*** Opening RECORDS ***

impl<'a> SlotEngine<'a> {
    pub fn new(doc: &'a mut ParameterDocument, profile: &'a Profile, topology: &Topology) -> Self {
        Self {
            doc,
            profile,
            topology: *topology,
            slots: SlotAllocator::new(),
        }
    }

    pub fn slots(&self) -> &SlotAllocator {
        &self.slots
    }

    pub fn finish(self) -> Allocation {
        let (inputs, outputs) = self.slots.into_maps();
        Allocation { inputs, outputs }
    }

    pub fn run(&mut self) -> Result<(), ConvertError> {
        info!(profile = %self.profile.id, "allocating slots");
        self.replace_speeds();
        self.apply_height_control()?;
        self.apply_dual_gantry();
        self.slots.assign(Row::Two, DriveDisabled)?;
        self.replace_xy_axes();
        self.assign_overtravels()?;
        self.apply_dual_transverse()?;
        self.apply_bevel()?;
        let collision = self.slots.resolve_torch_collision();
        debug!(?collision, "torch collision resolved");
        self.assign_cut_sense();
        self.assign_cut_control();
        self.slots
            .assign_output_at(DRIVE_ENABLE_OUTPUT_SLOT, OutputDevice::DriveEnable);
        info!(
            inputs = self.slots.inputs().len(),
            outputs = self.slots.outputs().len(),
            "slot allocation complete"
        );
        Ok(())
    }

    fn has(&self, feature: MachineFeatures) -> bool {
        self.topology.has(feature)
    }

    // ─── Block replacement ──────────────────────────────────────────

    pub fn replace_speeds(&mut self) {
        self.doc
            .replace_all(blocks::SPEEDS, &self.profile.speeds.params());
    }

    pub fn replace_xy_axes(&mut self) {
        let axis = self.profile.axis.params();
        self.doc.replace_all(blocks::AXIS0, &axis);
        self.doc.replace_all(blocks::AXIS1, &axis);
    }

    pub fn apply_dual_gantry(&mut self) {
        if self.has(MachineFeatures::DUAL_GANTRY) {
            debug!("replacing dual gantry parameters");
            self.doc
                .replace_all(blocks::DUAL_GANTRY, &self.profile.dual_gantry_params());
        }
    }

    // ─── Torch height control ───────────────────────────────────────

    /// THC units get their blocks replaced and one torch-ready input each;
    /// without THC, ArcGlide units get a ready-to-fire input each.
    pub fn apply_height_control(&mut self) -> Result<(), ConvertError> {
        let thc_count = self.topology.thc_count;
        let arc_glide_count = self.topology.arc_glide_count;

        if thc_count > 0 {
            debug!(thc_count, lifter = self.profile.is_lifter(), "replacing THC blocks");
            let thc_axis = self.profile.thc_axis.params();
            let axis = self.profile.axis.params();
            for n in 1..=thc_count {
                let header = blocks::thc(n);
                self.doc.replace_all(&header, &thc_axis);
                self.doc.replace_all(&header, &axis);
            }
            let machine = &self.profile.thc_machine;
            self.doc
                .replace_all(blocks::ANALOG_INPUT_CARD, &machine.analog_params());
            self.doc
                .replace_all(blocks::MACHINE, &machine.machine_params());
            for device in (1..=thc_count).filter_map(InputDevice::torch_ready) {
                self.slots.assign(Row::One, device)?;
            }
        } else if arc_glide_count > 0 {
            debug!(arc_glide_count, "assigning ArcGlide ready-to-fire inputs");
            for device in (1..=arc_glide_count).filter_map(InputDevice::ready_to_fire) {
                self.slots.assign(Row::One, device)?;
            }
        }
        Ok(())
    }

    // ─── X/Y overtravel ─────────────────────────────────────────────

    /// Rail-mounted X assigns X first, otherwise Y first.
    pub fn assign_overtravels(&mut self) -> Result<(), ConvertError> {
        let x = [(XNegOvertravel, Row::One), (XPosOvertravel, Row::Two)];
        let y = [(YNegOvertravel, Row::One), (YPosOvertravel, Row::Two)];
        let (first, second) = if self.rail_x() { (x, y) } else { (y, x) };
        for (device, row) in first.into_iter().chain(second) {
            self.slots.assign(row, device)?;
        }
        Ok(())
    }

    fn rail_x(&self) -> bool {
        self.has(MachineFeatures::RAIL_X_AXIS)
    }

    // ─── Dual transverse ────────────────────────────────────────────

    pub fn apply_dual_transverse(&mut self) -> Result<(), ConvertError> {
        if !self.has(MachineFeatures::DUAL_TRANSVERSE) {
            return Ok(());
        }
        self.doc
            .replace_all(blocks::AXIS6, &self.profile.axis.params());

        if self.has(MachineFeatures::ROTATING_TRANSVERSE) {
            debug!("rotating transverse");
            let bevel = &self.profile.bevel;
            self.doc
                .replace_all(blocks::MACHINE, &bevel.auto_home_params());
            self.doc.replace_all(blocks::AXIS6, &bevel.overrides());
            self.slots.assign(Row::One, Rotate2Home)?;
            self.slots.assign(Row::Two, DualHeadCollision)?;
        } else {
            debug!("linear dual transverse");
            let other = if self.rail_x() {
                YPosOvertravel
            } else {
                XPosOvertravel
            };
            self.slots.assign(Row::One, other)?;
            // Dual-head collision shares the first overtravel input of row 1.
            let shared = self.slots.next(Row::One) - 3;
            self.slots.assign_input_at(shared, DualHeadCollision);
            self.slots.reserve_collision_slot();
        }

        if self.slots.row1_has_room() {
            self.slots.assign(Row::One, ParkHead1)?;
            self.slots.assign_or_spill(Row::Two, ParkHead2)?;
        } else {
            self.slots.assign(Row::Three, ParkHead1)?;
            self.slots.assign(Row::Three, ParkHead2)?;
        }
        Ok(())
    }

    // ─── Bevel heads ────────────────────────────────────────────────

    pub fn apply_bevel(&mut self) -> Result<(), ConvertError> {
        if !self.topology.single_bevel() {
            return Ok(());
        }
        let bevel_axis = self.profile.bevel_axis_params();
        self.doc
            .replace_all(blocks::MACHINE, &self.profile.bevel.auto_home_params());
        self.doc.replace_all(blocks::ROTATE, &bevel_axis);
        self.doc.replace_all(blocks::TILT, &bevel_axis);

        let dual_tilt = self.has(MachineFeatures::DUAL_TILT);
        if dual_tilt {
            debug!("dual tilt head");
            self.assign_tilt_pair(
                [TiltPosOvertravel, TiltNegOvertravel],
                [Tilt2PosOvertravel, Tilt2NegOvertravel],
            )?;
        } else {
            debug!("rotate/tilt head");
            self.assign_rotate_tilt(TiltPosOvertravel, TiltNegOvertravel, RotateHome)?;
        }

        if self.topology.second_bevel() {
            if dual_tilt {
                debug!("second dual tilt head");
                self.doc.replace_all(blocks::DUAL_TILT, &bevel_axis);
                self.assign_tilt_pair(
                    [Tilt3PosOvertravel, Tilt3NegOvertravel],
                    [Tilt4PosOvertravel, Tilt4NegOvertravel],
                )?;
            } else {
                debug!("second rotate/tilt head");
                self.doc.replace_all(blocks::DUAL_ROTATE, &bevel_axis);
                self.assign_rotate_tilt(Tilt3PosOvertravel, Tilt3NegOvertravel, Rotate2Home)?;
            }
        }
        Ok(())
    }

    /// Two tilt axes: `[pos, neg]` each. Only the positive overtravels
    /// move to row 3 when row 1 is full; negatives spill there once row 2
    /// is full.
    fn assign_tilt_pair(
        &mut self,
        first: [InputDevice; 2],
        second: [InputDevice; 2],
    ) -> Result<(), ConvertError> {
        if self.slots.row1_has_room() {
            for [pos, neg] in [first, second] {
                self.slots.assign(Row::One, pos)?;
                self.slots.assign_or_spill(Row::Two, neg)?;
            }
        } else {
            self.slots.assign(Row::Three, first[0])?;
            self.slots.assign(Row::Three, second[0])?;
        }
        Ok(())
    }

    /// Tilt overtravels plus rotate home; reserves the torch collision slot
    /// when the head fits in rows 1/2.
    fn assign_rotate_tilt(
        &mut self,
        pos: InputDevice,
        neg: InputDevice,
        home: InputDevice,
    ) -> Result<(), ConvertError> {
        if self.slots.row1_has_room() {
            self.slots.assign(Row::One, pos)?;
            self.slots.assign_or_spill(Row::Two, neg)?;
            self.slots.assign(Row::One, home)?;
            self.slots.reserve_collision_slot();
        } else {
            self.slots.assign(Row::Three, pos)?;
            self.slots.assign(Row::Three, home)?;
        }
        Ok(())
    }

    // ─── Cut sense / cut control ────────────────────────────────────

    fn source_has(&self, section: IoSection, device: i32) -> bool {
        let key = IoKey::device_number(section, device).to_string();
        self.doc
            .get_value(blocks::IO, &key)
            .is_some_and(|slot| slot > 0)
    }

    /// Combined cut/mark sense wins over independent channels.
    pub fn assign_cut_sense(&mut self) {
        if self.source_has(IoSection::Input, CutMarkSense.code()) {
            self.slots
                .assign_input_at(self.profile.cut_sense_location, CutMarkSense);
            return;
        }
        for device in (1..=4).filter_map(InputDevice::cut_sense) {
            if !self.source_has(IoSection::Input, device.code()) {
                continue;
            }
            if let Some(slot) = self.profile.input_slot(device) {
                self.slots.assign_input_at(slot, device);
            }
        }
    }

    /// Combined cut/mark control wins over independent channels.
    pub fn assign_cut_control(&mut self) {
        if self.source_has(IoSection::Output, OutputDevice::CutMarkControl.code()) {
            self.slots.assign_output_at(
                self.profile.cut_control_location,
                OutputDevice::CutMarkControl,
            );
            return;
        }
        for device in (1..=4).filter_map(OutputDevice::cut_control) {
            if !self.source_has(IoSection::Output, device.code()) {
                continue;
            }
            if let Some(slot) = self.profile.output_slot(device) {
                self.slots.assign_output_at(slot, device);
            }
        }
    }
}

*** Closing RECORDS ***

- _WORK REQUEST_: Working from the material above, retype exactly the lines from the one with "self.doc.replace_all(blocks::AXIS6, &bevel.overrides());" through the one with "self.slots.assign(Row::One, other)?;", both included, and only those lines.

- _EXERCISE RESULT_:
            self.doc.replace_all(blocks::AXIS6, &bevel.overrides());
            self.slots.assign(Row::One, Rotate2Home)?;
            self.slots.assign(Row::Two, DualHeadCollision)?;
        } else {
            debug!("linear dual transverse");
            let other = if self.rail_x() {
                YPosOvertravel
            } else {
                XPosOvertravel
            };
            self.slots.assign(Row::One, other)?;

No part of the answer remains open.